[Start of section]
//! Vertex declarations.
//!
//! This module provides:
//! - [`Attrib`] - The fixed set of vertex attribute slots
//! - [`AttribType`] - Scalar element types and their sizes
//! - [`AttribFormat`] - Element count, type and interpretation flags
//! - [`VertexDecl`] - A closed declaration with stride and per-attribute offsets
//! - [`VertexDeclBuilder`] - Two-phase construction (declare, then close)

use std::fmt;

use super::error::MeshError;

/// Maximum number of elements a single attribute can carry.
pub const MAX_ATTRIB_COUNT: u8 = 4;

/// A named per-vertex data channel.
///
/// The declaration order of the variants is the canonical attribute order:
/// closed declarations lay attributes out in this order and the text mesh
/// writer emits them in this order.
#[derive(Debug, Clone, Copy, PartialEq, Eq, Hash, PartialOrd, Ord)]
pub enum Attrib {
    Position,
    Normal,
    Tangent,
    Bitangent,
    Color0,
    Color1,
    /// Skinning joint indices.
    Indices,
    /// Skinning weights.
    Weight,
    TexCoord0,
    TexCoord1,
    TexCoord2,
    TexCoord3,
    TexCoord4,
    TexCoord5,
    TexCoord6,
    TexCoord7,
}

impl Attrib {
    /// Number of attribute slots.
    pub const COUNT: usize = 16;

    /// All attributes in canonical order.
    pub const ALL: [Attrib; Self::COUNT] = [
        Self::Position,
        Self::Normal,
        Self::Tangent,
        Self::Bitangent,
        Self::Color0,
        Self::Color1,
        Self::Indices,
        Self::Weight,
        Self::TexCoord0,
        Self::TexCoord1,
        Self::TexCoord2,
        Self::TexCoord3,
        Self::TexCoord4,
        Self::TexCoord5,
        Self::TexCoord6,
        Self::TexCoord7,
    ];

    /// Canonical text name of the attribute.
    pub fn name(self) -> &'static str {
        match self {
            Self::Position => "position",
            Self::Normal => "normal",
            Self::Tangent => "tangent",
            Self::Bitangent => "bitangent",
            Self::Color0 => "color0",
            Self::Color1 => "color1",
            Self::Indices => "indices",
            Self::Weight => "weight",
            Self::TexCoord0 => "texcoord0",
            Self::TexCoord1 => "texcoord1",
            Self::TexCoord2 => "texcoord2",
            Self::TexCoord3 => "texcoord3",
            Self::TexCoord4 => "texcoord4",
            Self::TexCoord5 => "texcoord5",
            Self::TexCoord6 => "texcoord6",
            Self::TexCoord7 => "texcoord7",
        }
    }

    /// Look up an attribute by its canonical name. Matching is exact.
    pub fn from_name(name: &str) -> Option<Self> {
        Self::ALL.into_iter().find(|attrib| attrib.name() == name)
    }

    /// Position of the attribute in canonical order.
    pub fn index(self) -> usize {
        self as usize
    }
}

impl fmt::Display for Attrib {
    fn fmt(&self, f: &mut fmt::Formatter<'_>) -> fmt::Result {
        f.write_str(self.name())
    }
}

/// Scalar element type of an attribute.
#[derive(Debug, Clone, Copy, PartialEq, Eq, Hash)]
pub enum AttribType {
    /// 8-bit unsigned integer.
    Uint8,
    /// 10-bit unsigned integer, stored in a 16-bit element.
    Uint10,
    /// 16-bit signed integer.
    Int16,
    /// IEEE 754 half-precision float.
    Half,
    /// IEEE 754 single-precision float.
    Float,
}

impl AttribType {
    /// All scalar types.
    pub const ALL: [AttribType; 5] = [
        Self::Uint8,
        Self::Uint10,
        Self::Int16,
        Self::Half,
        Self::Float,
    ];

    /// Canonical text name of the type.
    pub fn name(self) -> &'static str {
        match self {
            Self::Uint8 => "uint8",
            Self::Uint10 => "uint10",
            Self::Int16 => "int16",
            Self::Half => "half",
            Self::Float => "float",
        }
    }

    /// Look up a type by name, ignoring ASCII case.
    pub fn from_name(name: &str) -> Option<Self> {
        Self::ALL
            .into_iter()
            .find(|ty| ty.name().eq_ignore_ascii_case(name))
    }

    /// Size in bytes of one element of this type.
    pub fn size(self) -> usize {
        match self {
            Self::Uint8 => 1,
            Self::Uint10 | Self::Int16 | Self::Half => 2,
            Self::Float => 4,
        }
    }

    /// Number of hex digits used for one element in text form.
    ///
    /// `None` for floats, which are written in decimal.
    pub fn hex_digits(self) -> Option<usize> {
        match self {
            Self::Float => None,
            other => Some(other.size() * 2),
        }
    }
}

impl fmt::Display for AttribType {
    fn fmt(&self, f: &mut fmt::Formatter<'_>) -> fmt::Result {
        f.write_str(self.name())
    }
}

/// Encoding of one attribute: element count, type and interpretation flags.
#[derive(Debug, Clone, Copy, PartialEq, Eq, Hash)]
pub struct AttribFormat {
    /// Number of elements (1 to [`MAX_ATTRIB_COUNT`]).
    pub count: u8,
    /// Scalar element type.
    pub ty: AttribType,
    /// Integer values are normalized to `[0, 1]` / `[-1, 1]` when read by a shader.
    pub normalized: bool,
    /// Integer values are passed to the shader as integers.
    pub as_int: bool,
}

impl AttribFormat {
    /// Create a format with both flags cleared.
    pub fn new(count: u8, ty: AttribType) -> Self {
        Self {
            count,
            ty,
            normalized: false,
            as_int: false,
        }
    }

    /// Set the normalized flag.
    pub fn normalized(mut self) -> Self {
        self.normalized = true;
        self
    }

    /// Set the as-integer flag.
    pub fn as_int(mut self) -> Self {
        self.as_int = true;
        self
    }

    /// Size in bytes of one vertex worth of this attribute.
    pub fn size(&self) -> usize {
        self.count as usize * self.ty.size()
    }
}

/// One attribute of a closed declaration.
#[derive(Debug, Clone, Copy, PartialEq, Eq, Hash)]
pub struct AttribDesc {
    /// Attribute slot.
    pub attrib: Attrib,
    /// Element encoding.
    pub format: AttribFormat,
    /// Byte offset within a vertex record.
    pub offset: usize,
}

/// A closed vertex declaration.
///
/// Attributes are stored in canonical [`Attrib`] order, each at the byte
/// offset that follows the previous one; there is no padding.
///
/// # Example
///
/// ```
/// use gfx_core::mesh::{Attrib, AttribFormat, AttribType, VertexDecl};
///
/// let decl = VertexDecl::builder()
///     .with(Attrib::TexCoord0, AttribFormat::new(2, AttribType::Float))
///     .with(Attrib::Position, AttribFormat::new(3, AttribType::Float))
///     .end();
///
/// assert_eq!(decl.stride(), 20);
/// assert_eq!(decl.offset(Attrib::Position), Some(0));
/// assert_eq!(decl.offset(Attrib::TexCoord0), Some(12));
/// ```
#[derive(Debug, Clone, PartialEq, Eq, Default)]
pub struct VertexDecl {
    attributes: Vec<AttribDesc>,
    stride: usize,
}

impl VertexDecl {
    /// Start building a declaration.
    pub fn builder() -> VertexDeclBuilder {
        VertexDeclBuilder::new()
    }

    /// Whether the declaration contains the attribute.
    pub fn has(&self, attrib: Attrib) -> bool {
        self.get(attrib).is_some()
    }

    /// Get the description of an attribute.
    pub fn get(&self, attrib: Attrib) -> Option<&AttribDesc> {
        self.attributes.iter().find(|desc| desc.attrib == attrib)
    }

    /// Byte offset of an attribute within a vertex record.
    pub fn offset(&self, attrib: Attrib) -> Option<usize> {
        self.get(attrib).map(|desc| desc.offset)
    }

    /// Size in bytes of one vertex record.
    pub fn stride(&self) -> usize {
        self.stride
    }

    /// Declared attributes in canonical order.
    pub fn attributes(&self) -> &[AttribDesc] {
        &self.attributes
    }

    /// Number of declared attributes.
    pub fn len(&self) -> usize {
        self.attributes.len()
    }

    /// Whether no attribute is declared.
    pub fn is_empty(&self) -> bool {
        self.attributes.is_empty()
    }
}

/// Open declaration that attributes can be added to.
///
/// Attributes can be added in any order. [`end`](Self::end) closes the
/// declaration and fixes offsets and stride.
#[derive(Debug, Clone, Default)]
pub struct VertexDeclBuilder {
    pending: Vec<(Attrib, AttribFormat)>,
}

impl VertexDeclBuilder {
    /// Create an empty builder.
    pub fn new() -> Self {
        Self::default()
    }

    /// Add an attribute.
    ///
    /// Fails if the element count is out of range or the attribute was
    /// already added; the first declaration of an attribute is kept.
    pub fn add(&mut self, attrib: Attrib, format: AttribFormat) -> Result<&mut Self, MeshError> {
        if format.count == 0 || format.count > MAX_ATTRIB_COUNT {
            return Err(MeshError::InvalidCount {
                attrib,
                count: format.count,
            });
        }
        if self.contains(attrib) {
            return Err(MeshError::DuplicateAttrib(attrib));
        }
        self.pending.push((attrib, format));
        Ok(self)
    }

    /// Add an attribute, builder style.
    ///
    /// # Panics
    ///
    /// Panics if [`add`](Self::add) would fail.
    pub fn with(mut self, attrib: Attrib, format: AttribFormat) -> Self {
        if let Err(err) = self.add(attrib, format) {
            panic!("invalid vertex declaration: {err}");
        }
        self
    }

    /// Whether the attribute has been added.
    pub fn contains(&self, attrib: Attrib) -> bool {
        self.pending.iter().any(|(a, _)| *a == attrib)
    }

    /// Close the declaration.
    pub fn end(mut self) -> VertexDecl {
        self.pending.sort_by_key(|(attrib, _)| *attrib);

        let mut offset = 0;
        let attributes = self
            .pending
            .into_iter()
            .map(|(attrib, format)| {
                let desc = AttribDesc {
                    attrib,
                    format,
                    offset,
                };
                offset += format.size();
                desc
            })
            .collect();

        VertexDecl {
            attributes,
            stride: offset,
        }
    }
}

#[cfg(test)]
mod tests {
    use super::*;

    #[test]
    fn test_attrib_names_roundtrip() {
        for attrib in Attrib::ALL {
            assert_eq!(Attrib::from_name(attrib.name()), Some(attrib));
        }
        assert_eq!(Attrib::from_name("index"), None);
        assert_eq!(Attrib::from_name("Position"), None);
    }

    #[test]
    fn test_attrib_index_matches_canonical_order() {
        for (i, attrib) in Attrib::ALL.iter().enumerate() {
            assert_eq!(attrib.index(), i);
        }
    }

    #[test]
    fn test_type_names_case_insensitive() {
        assert_eq!(AttribType::from_name("float"), Some(AttribType::Float));
        assert_eq!(AttribType::from_name("UINT8"), Some(AttribType::Uint8));
        assert_eq!(AttribType::from_name("double"), None);
    }

    #[test]
    fn test_type_sizes() {
        assert_eq!(AttribType::Uint8.size(), 1);
        assert_eq!(AttribType::Uint10.size(), 2);
        assert_eq!(AttribType::Int16.size(), 2);
        assert_eq!(AttribType::Half.size(), 2);
        assert_eq!(AttribType::Float.size(), 4);
        assert_eq!(AttribType::Uint8.hex_digits(), Some(2));
        assert_eq!(AttribType::Half.hex_digits(), Some(4));
        assert_eq!(AttribType::Float.hex_digits(), None);
    }

    #[test]
    fn test_stride_and_offsets_follow_canonical_order() {
        let decl = VertexDecl::builder()
            .with(Attrib::Color0, AttribFormat::new(4, AttribType::Uint8).normalized())
            .with(Attrib::TexCoord0, AttribFormat::new(2, AttribType::Half))
            .with(Attrib::Position, AttribFormat::new(3, AttribType::Float))
            .with(Attrib::Normal, AttribFormat::new(3, AttribType::Int16))
            .end();

        // 12 + 6 + 4 + 4
        assert_eq!(decl.stride(), 26);
        assert_eq!(decl.offset(Attrib::Position), Some(0));
        assert_eq!(decl.offset(Attrib::Normal), Some(12));
        assert_eq!(decl.offset(Attrib::Color0), Some(18));
        assert_eq!(decl.offset(Attrib::TexCoord0), Some(22));
        assert_eq!(decl.offset(Attrib::Tangent), None);

        let order: Vec<_> = decl.attributes().iter().map(|d| d.attrib).collect();
        assert_eq!(
            order,
            vec![Attrib::Position, Attrib::Normal, Attrib::Color0, Attrib::TexCoord0]
        );
    }

    #[test]
    fn test_duplicate_attrib_first_wins() {
        let mut builder = VertexDecl::builder();
        builder
            .add(Attrib::Position, AttribFormat::new(3, AttribType::Float))
            .unwrap();
        let err = builder
            .add(Attrib::Position, AttribFormat::new(2, AttribType::Half))
            .unwrap_err();
        assert_eq!(err, MeshError::DuplicateAttrib(Attrib::Position));

        let decl = builder.end();
        assert_eq!(decl.len(), 1);
        assert_eq!(
            decl.get(Attrib::Position).map(|d| d.format),
            Some(AttribFormat::new(3, AttribType::Float))
        );
    }

    #[test]
    fn test_count_out_of_range_rejected() {
        let mut builder = VertexDecl::builder();
        assert!(builder
            .add(Attrib::Normal, AttribFormat::new(0, AttribType::Float))
            .is_err());
        assert!(builder
            .add(Attrib::Normal, AttribFormat::new(5, AttribType::Float))
            .is_err());
        assert!(builder.end().is_empty());
    }

    #[test]
    fn test_empty_decl() {
        let decl = VertexDecl::builder().end();
        assert!(decl.is_empty());
        assert_eq!(decl.stride(), 0);
    }

    #[test]
    #[should_panic(expected = "invalid vertex declaration")]
    fn test_with_panics_on_duplicate() {
        let _ = VertexDecl::builder()
            .with(Attrib::Position, AttribFormat::new(3, AttribType::Float))
            .with(Attrib::Position, AttribFormat::new(3, AttribType::Float));
    }
}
[End of section]
◆ Problem requirements
Every line in the records above with the string "Bitangent" in it should be shown.

◆ Solution
    Bitangent,
        Self::Bitangent,
            Self::Bitangent => "bitangent",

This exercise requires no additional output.